Deere & Company doit publier ses résultats du troisième trimestre avant l'ouverture des marchés jeudi, et Wall Street s'attend à une baisse par rapport aux excellents résultats enregistrés au trimestre précédent.
Les analystes prévoient un bénéfice par action ajusté de 4,69 USD, en baisse de 1,3 % par rapport à l'an dernier, et un chiffre d'affaires de 10,81 milliards de dollars, en baisse de 10 % par rapport au T3 2025. Les actions de l'entreprise, qui se négocient à 588,72 USD, ont progressé de 32 % cette année, devancant la progression de 14 % de l'indice S&P 500. L'action s'accompagne d'un objectif de cours consensus de 646,75 USD, ce qui suggère une marge d'appréciation d'environ 10 %. Sur les 24 analystes suivis, 13 maintiennent un avis d'achat, bien que Tami Zakaria de JPMorgan ait récemment ramené son objectif à 570 USD, contre 590 USD.

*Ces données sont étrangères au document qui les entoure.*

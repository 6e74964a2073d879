mod common;

use classforge::codegen::assign::{checked_assign, default_assigner, Assigner};
use classforge::codegen::error::EmitError;
use classforge::codegen::opcodes;
use classforge::codegen::sink::Instruction;
use classforge::codegen::stack::{Size, StackManipulation};
use classforge::description::TypeDescription;
use common::*;

fn integer() -> TypeDescription {
    TypeDescription::class_named("java.lang.Integer")
}

#[test]
fn double_width_value_to_void_pops_two() {
    let assigner = default_assigner(false);
    let (size, recorder) = record(&assigner.assign(&TypeDescription::double(), &TypeDescription::void(), false));
    assert_eq!(size, Size::new(-2, 0));
    assert_eq!(recorder.opcodes(), vec![opcodes::POP2]);
}

#[test]
fn single_width_value_to_void_pops_one() {
    let assigner = default_assigner(false);
    for source in [TypeDescription::int(), TypeDescription::string()] {
        let (size, recorder) = record(&assigner.assign(&source, &TypeDescription::void(), false));
        assert_eq!(size, Size::new(-1, 0));
        assert_eq!(recorder.opcodes(), vec![opcodes::POP]);
    }
}

#[test]
fn void_to_value_depends_on_default_setting() {
    assert!(!default_assigner(false).assign(&TypeDescription::void(), &TypeDescription::string(), false).is_valid());
    let (size, recorder) = record(&default_assigner(true).assign(&TypeDescription::void(), &TypeDescription::string(), false));
    assert_eq!(size, Size::new(1, 1));
    assert_eq!(recorder.opcodes(), vec![opcodes::ACONST_NULL]);
}

#[test]
fn boxing_goes_through_value_of() {
    let assigner = default_assigner(false);
    let (size, recorder) = record(&assigner.assign(&TypeDescription::int(), &TypeDescription::object(), false));
    assert_eq!(size, Size::ZERO);
    assert_eq!(
        recorder.instructions(),
        &[Instruction::Method {
            opcode: opcodes::INVOKESTATIC,
            owner: "java/lang/Integer".into(),
            name: "valueOf".into(),
            descriptor: "(I)Ljava/lang/Integer;".into(),
            is_interface: false,
        }]
    );
}

#[test]
fn boxing_to_unrelated_reference_is_illegal() {
    let assigner = default_assigner(false);
    assert!(!assigner.assign(&TypeDescription::int(), &TypeDescription::string(), false).is_valid());
}

#[test]
fn unboxing_widens_the_primitive() {
    let assigner = default_assigner(false);
    let (size, recorder) = record(&assigner.assign(&integer(), &TypeDescription::long(), false));
    assert_eq!(size, Size::new(1, 1));
    assert_eq!(recorder.opcodes(), vec![opcodes::INVOKEVIRTUAL, opcodes::I2L]);
}

#[test]
fn unboxing_arbitrary_reference_needs_dynamic_typing() {
    let assigner = default_assigner(false);
    let object = TypeDescription::object();
    assert!(!assigner.assign(&object, &TypeDescription::int(), false).is_valid());

    let (size, recorder) = record(&assigner.assign(&object, &TypeDescription::int(), true));
    assert_eq!(size, Size::ZERO);
    assert_eq!(recorder.opcodes(), vec![opcodes::CHECKCAST, opcodes::INVOKEVIRTUAL]);
}

#[test]
fn primitive_narrowing_is_rejected() {
    let assigner = default_assigner(false);
    let error = checked_assign(&assigner, &TypeDescription::long(), &TypeDescription::int(), true).unwrap_err();
    assert_eq!(
        error,
        EmitError::IncompatibleTypes {
            from: "long".into(),
            to: "int".into(),
        }
    );
}

#[test]
fn primitive_widening_converts() {
    let assigner = default_assigner(false);
    let (size, recorder) = record(&assigner.assign(&TypeDescription::int(), &TypeDescription::double(), false));
    assert_eq!(size, Size::new(1, 1));
    assert_eq!(recorder.opcodes(), vec![opcodes::I2D]);
}

#[test]
fn reference_widening_is_free_and_narrowing_casts() {
    let assigner = default_assigner(false);
    let widening = checked_assign(&assigner, &sub_class(), &base_class(), false).unwrap();
    let (size, recorder) = record(&widening);
    assert_eq!(size, Size::ZERO);
    assert!(recorder.is_empty());

    assert!(checked_assign(&assigner, &base_class(), &sub_class(), false).is_err());
    let (_, recorder) = record(&checked_assign(&assigner, &base_class(), &sub_class(), true).unwrap());
    assert_eq!(recorder.instructions(), &[Instruction::Type(opcodes::CHECKCAST, "pkg/Sub".into())]);
}
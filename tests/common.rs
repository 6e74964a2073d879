// Common test utilities

#![allow(dead_code)]

use classforge::codegen::annotation::{AnnotatedSink, AnnotationVisitor, ElementValue};
use classforge::codegen::defs::access_flags::*;
use classforge::codegen::sink::InstructionRecorder;
use classforge::codegen::stack::{Context, Size, StackManipulation};
use classforge::description::{LatentType, MethodDescription, TypeDescription, TypeList};

/// Apply a manipulation to a fresh recorder
pub fn record(manipulation: &dyn StackManipulation) -> (Size, InstructionRecorder) {
    let mut recorder = InstructionRecorder::new();
    let size = manipulation.apply(&mut recorder, &Context::default());
    (size, recorder)
}

pub fn base_class() -> TypeDescription {
    TypeDescription::class_named("pkg.Base")
}

pub fn sub_class() -> TypeDescription {
    LatentType::new("pkg.Sub").super_class(base_class()).build()
}

pub fn api_interface() -> TypeDescription {
    TypeDescription::interface_named("pkg.Api")
}

/// `void name(int)` declared on `owner`
pub fn method(owner: TypeDescription, name: &str, modifiers: u16) -> MethodDescription {
    MethodDescription::new(owner, name, TypeDescription::void(), TypeList::new(vec![TypeDescription::int()]), modifiers)
}

pub fn public_method(owner: TypeDescription) -> MethodDescription {
    method(owner, "run", ACC_PUBLIC)
}

/// Annotation events as flat strings, in the order they were received
#[derive(Debug, Default)]
pub struct RecordingAnnotationSink {
    pub events: Vec<String>,
}

impl AnnotatedSink for RecordingAnnotationSink {
    fn visit_annotation(&mut self, descriptor: &str, visible: bool) -> Box<dyn AnnotationVisitor + '_> {
        self.events.push(format!("annotation {} visible={}", descriptor, visible));
        Box::new(RecordingVisitor { events: &mut self.events })
    }
}

pub struct RecordingVisitor<'a> {
    events: &'a mut Vec<String>,
}

fn label(name: Option<&str>) -> &str {
    name.unwrap_or("_")
}

impl AnnotationVisitor for RecordingVisitor<'_> {
    fn visit(&mut self, name: Option<&str>, value: ElementValue) {
        self.events.push(format!("visit {} {:?}", label(name), value));
    }

    fn visit_enum(&mut self, name: Option<&str>, descriptor: &str, constant: &str) {
        self.events.push(format!("enum {} {} {}", label(name), descriptor, constant));
    }

    fn visit_annotation(&mut self, name: Option<&str>, descriptor: &str) -> Box<dyn AnnotationVisitor + '_> {
        self.events.push(format!("nested {} {}", label(name), descriptor));
        Box::new(RecordingVisitor { events: &mut *self.events })
    }

    fn visit_array(&mut self, name: Option<&str>) -> Box<dyn AnnotationVisitor + '_> {
        self.events.push(format!("array {}", label(name)));
        Box::new(RecordingVisitor { events: &mut *self.events })
    }

    fn visit_end(&mut self) {
        self.events.push("end".to_string());
    }
}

Les perspectives reflètent les pressions plus générales que subissent le marché des équipements agricoles en Amérique du Nord, où on prévoit une diminution de 15 % à 20 % d'ici 2026, dans un contexte de baisses des prix des produits de base, d'augmentation des coûts d'investissement et d'incertitude politique liée aux politiques commerciales. John May, le PDG de Deere, a à de reprises décrit 2026 comme « le fond du cycle actuel », signifiant le potentiel pour une croissance accélérée une fois que les conditions se seront stabilisées.
Les résultats du deuxième trimestre ont constitué un contrepoint, avec un chiffre d'affaires de 13,37 milliards de dollars, dépassant les attentes de 15 %, bien que le bénéfice par-action soit tombé à 6,55 dollars contre 6,62 dollars un an plus tôt. Les perspectives du secteur de la construction ont été augmentées à 20 % de croissance, soutenues par une ordre d'achat plus forte et des dépenses en infrastructure liées aux centres de données et aux projets de travaux publics. Les programmes de commande anticipée pour l'agriculture nord-américaine présentent une tendance « stable à légèrement en hausse », selon Zakaria, ce qui laisse cependant à désirer par rapport aux attentes de consensus concernant une croissance d'environ 8 % des revenus de production et d'agriculture de précision au cours de l'exercice 2027.
Les estimations pour le prochain trimestre ont montré une faible évolution ces derniers temps, avec des projections du bénéfice par action en baisse de 0,5 % au cours des deux derniers mois et des prévisions de rentrées en hausse constante après une légère baisse sur 60 jours. « Le sentiment des investisseurs avant la publication du rapport est fortement négatif », a noté Zakaria, malgré la capitalisation de marché de 159 milliards de dollars de l'entreprise et ses performances solides sur l'année jusqu'à présent.